ALITALIA, DAL 2008 COSTATA ALLO STATO, AGLI ITALIANI QUASI 10 MILIARDI

Nelle ore in cui  EasyJet si tita fuori  dalla  “newco” che dovrebbe rilevare Alitalia, viene alla mente che nel 2008 il Governo Forza Italia Lega, guidato da Berlusconi, Ministro dei Trasporti Matteoli, bloccò la vendita per creare le premesse all'arrivo dei Capitani Coraggiosi.   

E se siamo ancora qui, se siamo ancora a parlare di Alitalia come di un gigantesco problema ogni tanto è utile ripercorrere la strada che ci ha portati sino qui.

La storia di Alitalia è la storia della nostra compagnia di volo di bandiera, ma anche di uno dei pozzi senza fondo nei quali sono finiti miliardi del debito degli italiani, per scelte politiche motivate per lo più da logiche di consenso, che sono costate dal 2008 complessivamente già 9,5 miliardi di euro  di risorse degli italiani.  

Era il 1947 quando la compagnia ha inaugurato il primo volo da Torino a Roma, portando in giro per il paese e poi per il mondo il suo brand e lo stile italiano. Lavorare per Alitalia era un vero affare, ma oggi non è più così: i benefit sono stati via via tagliati. 
Mentre gli affari sono iniziati ad andare male agli inizi degli anni Novanta. 
Le perdite si sono sommate di anno in anno. 
Uno studio di Mediobanca stima che dal 1974 al 2014 siano stati spesi 7,4 miliardi di euro di soldi pubblici solo per tenere in vita la compagnia.
Dal 2000 i conti peggiorano ancora. 
Prima l’attentato alle Torri Gemelle sferra un duro colpo al settore, poi l’arrivo delle low cost stravolge il mercato.

Ma l’accelerazione di problematicità fa data proprio a partire dal 2008 , quando cioè il Governo di centrodestra, Forza Italia Lega guidato da Silvio Berlusconi decise, per motivi tutti elettorali, di boicottare la vendita in corso ad Air France mettendo in pista un gruppo di imprenditori privati, i “Capitani Coraggiosi”, che attraverso la “CAI” (Compagnia Aerea Italiana) la società che doveva gestire il rilancio, non hanno invece ottenuto nessuno dei risultati attesi e hanno portato l’azienda di Fiumicino a gravare complessivamente, come detto,  per oltre 9 miliardi di euro sullo Stato.

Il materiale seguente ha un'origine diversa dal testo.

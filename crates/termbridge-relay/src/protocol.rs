//! Relay wire protocol.
//!
//! Every frame is a JSON text frame `{"event": <name>, "data": <payload>}`.
//! Relay-level events are parsed into [`ClientEvent`]; the routed kinds keep
//! their payload as raw JSON so it can be forwarded byte-for-byte.

use serde::{Deserialize, Serialize};
use serde_json::value::RawValue;

use termbridge_common::RelayError;

use crate::device::DeviceType;

#[derive(Debug, Deserialize)]
struct RawEnvelope {
    event: String,
    #[serde(default)]
    data: Option<Box<RawValue>>,
}

/// `register` payload. Required fields are optional here so a missing one
/// surfaces as a protocol violation instead of a parse error.
#[derive(Debug, Clone, Default, Deserialize)]
#[serde(rename_all = "camelCase")]
pub struct RegisterPayload {
    #[serde(rename = "type")]
    pub device_type: Option<String>,
    pub credential: Option<String>,
    pub device_id: Option<String>,
    pub device_name: Option<String>,
    pub public_key: Option<String>,
    pub tab_count: Option<u32>,
}

#[derive(Debug, Clone, Deserialize)]
#[serde(rename_all = "camelCase")]
pub struct RequestConnectionPayload {
    pub target_device_id: String,
}

#[derive(Debug, Clone, Deserialize)]
#[serde(rename_all = "camelCase")]
pub struct HandshakeResponsePayload {
    pub peer_id: String,
    pub signature: String,
}

#[derive(Debug, Clone, Default, Deserialize)]
#[serde(rename_all = "camelCase")]
pub struct HandshakeFailedPayload {
    pub peer_id: Option<String>,
    pub reason: Option<String>,
}

#[derive(Debug, Clone, Deserialize)]
#[serde(rename_all = "camelCase")]
pub struct TabCountPayload {
    pub tab_count: u32,
}

/// Event kinds the relay forwards blindly between paired devices.
#[derive(Debug, Clone, Copy, PartialEq, Eq)]
pub enum RoutedKind {
    WebrtcOffer,
    WebrtcAnswer,
    WebrtcIceCandidate,
    TerminalInput,
    TerminalOutput,
    TerminalResize,
    TerminalDimensions,
    SystemMessage,
}

impl RoutedKind {
    pub const ALL: [RoutedKind; 8] = [
        RoutedKind::WebrtcOffer,
        RoutedKind::WebrtcAnswer,
        RoutedKind::WebrtcIceCandidate,
        RoutedKind::TerminalInput,
        RoutedKind::TerminalOutput,
        RoutedKind::TerminalResize,
        RoutedKind::TerminalDimensions,
        RoutedKind::SystemMessage,
    ];

    pub fn as_str(self) -> &'static str {
        match self {
            RoutedKind::WebrtcOffer => "webrtc:offer",
            RoutedKind::WebrtcAnswer => "webrtc:answer",
            RoutedKind::WebrtcIceCandidate => "webrtc:ice-candidate",
            RoutedKind::TerminalInput => "terminal:input",
            RoutedKind::TerminalOutput => "terminal:output",
            RoutedKind::TerminalResize => "terminal:resize",
            RoutedKind::TerminalDimensions => "terminal:dimensions",
            RoutedKind::SystemMessage => "system:message",
        }
    }

    pub fn from_event(event: &str) -> Option<Self> {
        Self::ALL.into_iter().find(|kind| kind.as_str() == event)
    }
}

/// A parsed inbound frame.
#[derive(Debug)]
pub enum ClientEvent {
    Register(RegisterPayload),
    RequestConnection(RequestConnectionPayload),
    HandshakeResponse(HandshakeResponsePayload),
    HandshakeConfirmed,
    HandshakeFailed(HandshakeFailedPayload),
    UpdateTabCount(TabCountPayload),
    Routed {
        kind: RoutedKind,
        payload: Option<Box<RawValue>>,
    },
}

impl ClientEvent {
    /// Parse one text frame.
    pub fn parse(text: &str) -> Result<Self, RelayError> {
        let envelope: RawEnvelope = serde_json::from_str(text)
            .map_err(|e| RelayError::ProtocolViolation(format!("malformed frame: {e}")))?;
        let event = envelope.event.as_str();

        if let Some(kind) = RoutedKind::from_event(event) {
            return Ok(ClientEvent::Routed {
                kind,
                payload: envelope.data,
            });
        }

        let data = envelope.data.as_deref();
        match event {
            "register" => Ok(ClientEvent::Register(payload(event, data)?)),
            "request_connection" => Ok(ClientEvent::RequestConnection(payload(event, data)?)),
            "handshake:response" => Ok(ClientEvent::HandshakeResponse(payload(event, data)?)),
            "handshake:confirmed" => Ok(ClientEvent::HandshakeConfirmed),
            "handshake:failed" => Ok(ClientEvent::HandshakeFailed(
                data.map(|raw| payload(event, Some(raw)))
                    .transpose()?
                    .unwrap_or_default(),
            )),
            "update_tab_count" => Ok(ClientEvent::UpdateTabCount(payload(event, data)?)),
            other => Err(RelayError::ProtocolViolation(format!(
                "unknown event: {other}"
            ))),
        }
    }

    /// Event name, for logs.
    pub fn name(&self) -> &'static str {
        match self {
            ClientEvent::Register(_) => "register",
            ClientEvent::RequestConnection(_) => "request_connection",
            ClientEvent::HandshakeResponse(_) => "handshake:response",
            ClientEvent::HandshakeConfirmed => "handshake:confirmed",
            ClientEvent::HandshakeFailed(_) => "handshake:failed",
            ClientEvent::UpdateTabCount(_) => "update_tab_count",
            ClientEvent::Routed { kind, .. } => kind.as_str(),
        }
    }
}

fn payload<T: serde::de::DeserializeOwned>(
    event: &str,
    data: Option<&RawValue>,
) -> Result<T, RelayError> {
    let raw = data.ok_or_else(|| {
        RelayError::ProtocolViolation(format!("{event}: missing data"))
    })?;
    serde_json::from_str(raw.get())
        .map_err(|e| RelayError::ProtocolViolation(format!("{event}: {e}")))
}

/// One entry of the `available_devices` list.
#[derive(Debug, Clone, PartialEq, Eq, Serialize, Deserialize)]
#[serde(rename_all = "camelCase")]
pub struct AvailableDevice {
    pub device_id: String,
    pub device_name: String,
    pub status: String,
    pub tab_count: u32,
}

/// Messages the relay sends to clients.
#[derive(Debug, Clone, PartialEq, Eq, Serialize, Deserialize)]
#[serde(tag = "event", content = "data", rename_all_fields = "camelCase")]
pub enum ServerEvent {
    #[serde(rename = "authenticated")]
    Authenticated { credential: String, identity: String },

    #[serde(rename = "login_required")]
    LoginRequired { message: String, login_url: String },

    #[serde(rename = "auth_error")]
    AuthError { message: String },

    #[serde(rename = "available_devices")]
    AvailableDevices(Vec<AvailableDevice>),

    #[serde(rename = "handshake:initiate")]
    HandshakeInitiate {
        peer_id: String,
        peer_public_key: String,
        challenge: String,
    },

    #[serde(rename = "handshake:verify")]
    HandshakeVerify {
        peer_id: String,
        signature: String,
        challenge: String,
    },

    #[serde(rename = "handshake:failed")]
    HandshakeFailed { message: String, peer_id: String },

    #[serde(rename = "paired")]
    Paired { message: String, peer_id: String },

    #[serde(rename = "paired_device_disconnected")]
    PairedDeviceDisconnected { message: String },

    #[serde(rename = "error")]
    Error { message: String },

    #[serde(rename = "request_dimensions")]
    RequestDimensions {},
}

impl ServerEvent {
    pub fn error(message: impl Into<String>) -> Self {
        ServerEvent::Error {
            message: message.into(),
        }
    }

    pub fn name(&self) -> &'static str {
        match self {
            ServerEvent::Authenticated { .. } => "authenticated",
            ServerEvent::LoginRequired { .. } => "login_required",
            ServerEvent::AuthError { .. } => "auth_error",
            ServerEvent::AvailableDevices(_) => "available_devices",
            ServerEvent::HandshakeInitiate { .. } => "handshake:initiate",
            ServerEvent::HandshakeVerify { .. } => "handshake:verify",
            ServerEvent::HandshakeFailed { .. } => "handshake:failed",
            ServerEvent::Paired { .. } => "paired",
            ServerEvent::PairedDeviceDisconnected { .. } => "paired_device_disconnected",
            ServerEvent::Error { .. } => "error",
            ServerEvent::RequestDimensions {} => "request_dimensions",
        }
    }
}

/// Anything queued for delivery on one connection.
#[derive(Debug)]
pub enum Outbound {
    Event(ServerEvent),
    /// A routed event from the paired peer, payload untouched.
    Forward {
        kind: RoutedKind,
        payload: Option<Box<RawValue>>,
    },
    /// Close the socket after flushing what came before.
    Close(String),
}

#[derive(Serialize)]
struct ForwardFrame<'a> {
    event: &'static str,
    #[serde(skip_serializing_if = "Option::is_none")]
    data: Option<&'a RawValue>,
}

/// Serialize a relay event as a text frame.
pub fn encode_event(event: &ServerEvent) -> Result<String, serde_json::Error> {
    serde_json::to_string(event)
}

/// Serialize a forwarded event; the payload is embedded as received.
pub fn encode_forward(
    kind: RoutedKind,
    payload: Option<&RawValue>,
) -> Result<String, serde_json::Error> {
    serde_json::to_string(&ForwardFrame {
        event: kind.as_str(),
        data: payload,
    })
}

/// Parse the `type` field of a registration.
pub fn parse_device_type(value: Option<&str>) -> Result<DeviceType, RelayError> {
    match value.map(str::trim) {
        Some("host") => Ok(DeviceType::Host),
        Some("client") => Ok(DeviceType::Client),
        Some(other) => Err(RelayError::ProtocolViolation(format!(
            "type must be \"host\" or \"client\", got {other:?}"
        ))),
        None => Err(RelayError::ProtocolViolation("type is required".into())),
    }
}

#[cfg(test)]
mod tests {
    use super::*;

    #[test]
    fn parses_register() {
        let ev = ClientEvent::parse(
            r#"{"event":"register","data":{"type":"host","deviceId":"h1","publicKey":"04ab","credential":"tok","deviceName":"Laptop","tabCount":3}}"#,
        )
        .unwrap();
        match ev {
            ClientEvent::Register(p) => {
                assert_eq!(p.device_type.as_deref(), Some("host"));
                assert_eq!(p.device_id.as_deref(), Some("h1"));
                assert_eq!(p.public_key.as_deref(), Some("04ab"));
                assert_eq!(p.credential.as_deref(), Some("tok"));
                assert_eq!(p.device_name.as_deref(), Some("Laptop"));
                assert_eq!(p.tab_count, Some(3));
            }
            other => panic!("unexpected event: {other:?}"),
        }
    }

    #[test]
    fn register_without_fields_still_parses() {
        let ev = ClientEvent::parse(r#"{"event":"register","data":{"type":"client"}}"#).unwrap();
        assert!(matches!(ev, ClientEvent::Register(p) if p.device_id.is_none()));
    }

    #[test]
    fn handshake_confirmed_accepts_empty_or_missing_data() {
        assert!(matches!(
            ClientEvent::parse(r#"{"event":"handshake:confirmed","data":{}}"#).unwrap(),
            ClientEvent::HandshakeConfirmed
        ));
        assert!(matches!(
            ClientEvent::parse(r#"{"event":"handshake:confirmed"}"#).unwrap(),
            ClientEvent::HandshakeConfirmed
        ));
    }

    #[test]
    fn handshake_failed_payload_is_optional() {
        let ev = ClientEvent::parse(r#"{"event":"handshake:failed"}"#).unwrap();
        assert!(matches!(ev, ClientEvent::HandshakeFailed(p) if p.reason.is_none()));

        let ev = ClientEvent::parse(
            r#"{"event":"handshake:failed","data":{"peerId":"h1","reason":"bad signature"}}"#,
        )
        .unwrap();
        assert!(
            matches!(ev, ClientEvent::HandshakeFailed(p) if p.reason.as_deref() == Some("bad signature"))
        );
    }

    #[test]
    fn routed_payload_is_kept_raw() {
        let text = r#"{"event":"terminal:output","data":{"data":"x",  "seq": 1.50}}"#;
        match ClientEvent::parse(text).unwrap() {
            ClientEvent::Routed { kind, payload } => {
                assert_eq!(kind, RoutedKind::TerminalOutput);
                assert_eq!(payload.unwrap().get(), r#"{"data":"x",  "seq": 1.50}"#);
            }
            other => panic!("unexpected event: {other:?}"),
        }
    }

    #[test]
    fn every_routed_kind_round_trips_its_name() {
        for kind in RoutedKind::ALL {
            assert_eq!(RoutedKind::from_event(kind.as_str()), Some(kind));
        }
        assert_eq!(RoutedKind::from_event("register"), None);
    }

    #[test]
    fn unknown_event_is_protocol_violation() {
        let err = ClientEvent::parse(r#"{"event":"launch_missiles","data":{}}"#).unwrap_err();
        assert!(matches!(err, RelayError::ProtocolViolation(_)));
    }

    #[test]
    fn malformed_frame_is_protocol_violation() {
        let err = ClientEvent::parse("not json").unwrap_err();
        assert!(matches!(err, RelayError::ProtocolViolation(_)));

        let err = ClientEvent::parse(r#"{"event":"request_connection","data":{}}"#).unwrap_err();
        assert!(err.to_string().contains("request_connection"));
    }

    #[test]
    fn server_event_wire_shape() {
        let json = encode_event(&ServerEvent::HandshakeInitiate {
            peer_id: "h1".into(),
            peer_public_key: "04ab".into(),
            challenge: "cc".into(),
        })
        .unwrap();
        assert_eq!(
            json,
            r#"{"event":"handshake:initiate","data":{"peerId":"h1","peerPublicKey":"04ab","challenge":"cc"}}"#
        );

        let json = encode_event(&ServerEvent::RequestDimensions {}).unwrap();
        assert_eq!(json, r#"{"event":"request_dimensions","data":{}}"#);

        let json = encode_event(&ServerEvent::LoginRequired {
            message: "m".into(),
            login_url: "u".into(),
        })
        .unwrap();
        assert!(json.contains(r#""loginUrl":"u""#));
    }

    #[test]
    fn available_devices_wire_shape() {
        let json = encode_event(&ServerEvent::AvailableDevices(vec![AvailableDevice {
            device_id: "h1".into(),
            device_name: "Laptop".into(),
            status: "available".into(),
            tab_count: 2,
        }]))
        .unwrap();
        assert_eq!(
            json,
            r#"{"event":"available_devices","data":[{"deviceId":"h1","deviceName":"Laptop","status":"available","tabCount":2}]}"#
        );
    }

    #[test]
    fn forward_frame_embeds_payload_verbatim() {
        let raw = RawValue::from_string(r#"{"data":"x",  "n": 1.50}"#.to_string()).unwrap();
        let json = encode_forward(RoutedKind::TerminalOutput, Some(&raw)).unwrap();
        assert_eq!(
            json,
            r#"{"event":"terminal:output","data":{"data":"x",  "n": 1.50}}"#
        );

        let json = encode_forward(RoutedKind::SystemMessage, None).unwrap();
        assert_eq!(json, r#"{"event":"system:message"}"#);
    }

    #[test]
    fn device_type_parsing() {
        assert_eq!(parse_device_type(Some("host")).unwrap(), DeviceType::Host);
        assert_eq!(parse_device_type(Some("client")).unwrap(), DeviceType::Client);
        assert!(parse_device_type(Some("toaster")).is_err());
        assert!(parse_device_type(None).is_err());
    }
}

Dopo la situazione creata dai capitani coraggiosi berlusconiani, nel 2015 una nuova speranza era arrivata da Abu Dhabi. La compagnia Etihad, controllata dagli emiri, entrava nell’azionariato con il 49% e prospettava una rivoluzione. Le hostess cambiavano la divisa, criticatissima, tornando a quella delle origini. I primi malumori iniziavano a farsi sentire dopo pochi mesi. 
Nel giro di un anno il rosso è di 1,3 milioni di euro al giorno.

Dal 2017 poi l’azienda era guidata dai commissari ai quali era stata affidata una dote di circa 900 milioni di euro, per rimettere in sesto l’azienda e poi per cercare un acquirente.

La “compagnia di bandiera” dà lavoro a circa 12mila persone e se si dovesse arrivare al fallimento e alla chiusura dell’azienda il loro costo per le casse pubbliche in termini di protezione sociale sarebbe altissimo. 

A fine 2018 erano in campo alcune offerte d'acquisto, che vedevano coinvolte EasyJet e Delta, ma negli ultimi giorni, dopo che con una lunghissima trattativa la nuova Alitalia voluta dal nuovo governo gialloverde sembrava aver consolidato il coinvolgimento di Delta Airlines, che sembrava però entrare senza troppa convinzione, ecco la notizia del defilarsi di EasyJet

Le ipotesi in campo vedono oggi la compagnia americana entrare con una quota iniziale minima, il 10%, sia pure con l'impegno a raddoppiare la quota in 4 anni, se saranno centrati gli obiettivi.

Dalle notizia circolate parrebbe che la nuova compagine possa quindi essere quasi tutta pubblica con Ferrovie dello Stato, che dovranno rilevare una quota pari al 40%, una partecipazione del 15% in mano al Tesoro, mediante la conversione di un prestito ponte, una partecipazione di Fincantieri per un 10-15%, ed un ulteriore  20% circa che il Governo dovrà ripartire presso alcune partecipate dirette o indirette, come Fintecna, Leonardo, ecc. . 

Quale che sia l’esito finale, sperando che sia comunque positivo, il dato su cui questa vicenda, pensando al 2008,  ci porta a riflettere, è su quanto il nostro Paese abbia già pagato per scelte motivate da sola ricerca di tornaconto elettorale.